What you need to do ▸ The entries that follow are to be duplicated in full, character for character.

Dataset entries

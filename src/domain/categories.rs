// src/domain/categories.rs

/// Ascending bucket thresholds in 萬. Prices fall into half-open
/// `[lower, upper)` ranges; 1200 lands in 1200-1600, not 800-1200.
pub const PRICE_THRESHOLDS: [u64; 5] = [800, 1200, 1600, 2000, 3000];

/// Bucket used when a listing has no parseable price.
pub const PRICE_UNSPECIFIED: &str = "價格面議";

/// Split a free-text tag field into clean tags. Handles the delimiters
/// people actually paste: ASCII and full-width commas/semicolons/pipes/
/// slashes, 頓號, and newlines. Order of first appearance is preserved,
/// duplicates and empties dropped.
pub fn split_tags(text: &str) -> Vec<String> {
    const DELIMITERS: [char; 11] = [',', '，', ';', '；', '|', '｜', '/', '／', '、', '\n', '\r'];

    let mut tags: Vec<String> = Vec::new();
    for piece in text.split(|c| DELIMITERS.contains(&c)) {
        let piece = piece.trim();
        if piece.is_empty() {
            continue;
        }
        if !tags.iter().any(|t| t == piece) {
            tags.push(piece.to_string());
        }
    }
    tags
}

/// Name the price bucket for a listing. An explicit bucket from the sheet
/// wins verbatim; otherwise the numeric price is classified against
/// [`PRICE_THRESHOLDS`]; no price at all gets the fixed sentinel so the
/// bucket is total over all listings.
pub fn price_bucket(explicit: Option<&str>, price: Option<u64>) -> String {
    if let Some(b) = explicit {
        let b = b.trim();
        if !b.is_empty() {
            return b.to_string();
        }
    }

    let Some(price) = price else {
        return PRICE_UNSPECIFIED.to_string();
    };

    if price < PRICE_THRESHOLDS[0] {
        return format!("{}萬以下", PRICE_THRESHOLDS[0]);
    }
    for window in PRICE_THRESHOLDS.windows(2) {
        let (lower, upper) = (window[0], window[1]);
        if price >= lower && price < upper {
            return format!("{lower}-{upper}萬");
        }
    }
    format!("{}萬以上", PRICE_THRESHOLDS[PRICE_THRESHOLDS.len() - 1])
}

#[cfg(test)]
mod tests {
    use super::*;

    #[test]
    fn splits_on_mixed_delimiters() {
        let tags = split_tags("國美特區, 五權三街｜三房平車／近學區\n電梯");
        assert_eq!(
            tags,
            vec!["國美特區", "五權三街", "三房平車", "近學區", "電梯"]
        );
    }

    #[test]
    fn dedupes_preserving_first_appearance() {
        let tags = split_tags("平車,電梯,平車, 電梯 ");
        assert_eq!(tags, vec!["平車", "電梯"]);
    }

    #[test]
    fn empty_pieces_are_dropped() {
        assert!(split_tags(" , ,， ").is_empty());
        assert!(split_tags("").is_empty());
    }

    #[test]
    fn bucket_boundaries_are_half_open() {
        assert_eq!(price_bucket(None, Some(1200)), "1200-1600萬");
        assert_eq!(price_bucket(None, Some(1199)), "800-1200萬");
        assert_eq!(price_bucket(None, Some(799)), "800萬以下");
        assert_eq!(price_bucket(None, Some(3000)), "3000萬以上");
        assert_eq!(price_bucket(None, Some(2999)), "2000-3000萬");
    }

    #[test]
    fn explicit_bucket_wins_verbatim() {
        assert_eq!(price_bucket(Some("豪宅帶"), Some(500)), "豪宅帶");
        // Blank explicit value falls through to derivation.
        assert_eq!(price_bucket(Some("  "), Some(500)), "800萬以下");
    }

    #[test]
    fn missing_price_gets_sentinel() {
        assert_eq!(price_bucket(None, None), PRICE_UNSPECIFIED);
    }
}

Answer area ▸
filename src/domain/categories.rs
// src/domain/categories.rs

/// Ascending bucket thresholds in 萬. Prices fall into half-open
/// `[lower, upper)` ranges; 1200 lands in 1200-1600, not 800-1200.
pub const PRICE_THRESHOLDS: [u64; 5] = [800, 1200, 1600, 2000, 3000];

/// Bucket used when a listing has no parseable price.
pub const PRICE_UNSPECIFIED: &str = "價格面議";

/// Split a free-text tag field into clean tags. Handles the delimiters
/// people actually paste: ASCII and full-width commas/semicolons/pipes/
/// slashes, 頓號, and newlines. Order of first appearance is preserved,
/// duplicates and empties dropped.
pub fn split_tags(text: &str) -> Vec<String> {
    const DELIMITERS: [char; 11] = [',', '，', ';', '；', '|', '｜', '/', '／', '、', '\n', '\r'];

    let mut tags: Vec<String> = Vec::new();
    for piece in text.split(|c| DELIMITERS.contains(&c)) {
        let piece = piece.trim();
        if piece.is_empty() {
            continue;
        }
        if !tags.iter().any(|t| t == piece) {
            tags.push(piece.to_string());
        }
    }
    tags
}

/// Name the price bucket for a listing. An explicit bucket from the sheet
/// wins verbatim; otherwise the numeric price is classified against
/// [`PRICE_THRESHOLDS`]; no price at all gets the fixed sentinel so the
/// bucket is total over all listings.
pub fn price_bucket(explicit: Option<&str>, price: Option<u64>) -> String {
    if let Some(b) = explicit {
        let b = b.trim();
        if !b.is_empty() {
            return b.to_string();
        }
    }

    let Some(price) = price else {
        return PRICE_UNSPECIFIED.to_string();
    };

    if price < PRICE_THRESHOLDS[0] {
        return format!("{}萬以下", PRICE_THRESHOLDS[0]);
    }
    for window in PRICE_THRESHOLDS.windows(2) {
        let (lower, upper) = (window[0], window[1]);
        if price >= lower && price < upper {
            return format!("{lower}-{upper}萬");
        }
    }
    format!("{}萬以上", PRICE_THRESHOLDS[PRICE_THRESHOLDS.len() - 1])
}

#[cfg(test)]
mod tests {
    use super::*;

    #[test]
    fn splits_on_mixed_delimiters() {
        let tags = split_tags("國美特區, 五權三街｜三房平車／近學區\n電梯");
        assert_eq!(
            tags,
            vec!["國美特區", "五權三街", "三房平車", "近學區", "電梯"]
        );
    }

    #[test]
    fn dedupes_preserving_first_appearance() {
        let tags = split_tags("平車,電梯,平車, 電梯 ");
        assert_eq!(tags, vec!["平車", "電梯"]);
    }

    #[test]
    fn empty_pieces_are_dropped() {
        assert!(split_tags(" , ,， ").is_empty());
        assert!(split_tags("").is_empty());
    }

    #[test]
    fn bucket_boundaries_are_half_open() {
        assert_eq!(price_bucket(None, Some(1200)), "1200-1600萬");
        assert_eq!(price_bucket(None, Some(1199)), "800-1200萬");
        assert_eq!(price_bucket(None, Some(799)), "800萬以下");
        assert_eq!(price_bucket(None, Some(3000)), "3000萬以上");
        assert_eq!(price_bucket(None, Some(2999)), "2000-3000萬");
    }

    #[test]
    fn explicit_bucket_wins_verbatim() {
        assert_eq!(price_bucket(Some("豪宅帶"), Some(500)), "豪宅帶");
        // Blank explicit value falls through to derivation.
        assert_eq!(price_bucket(Some("  "), Some(500)), "800萬以下");
    }

    #[test]
    fn missing_price_gets_sentinel() {
        assert_eq!(price_bucket(None, None), PRICE_UNSPECIFIED);
    }
}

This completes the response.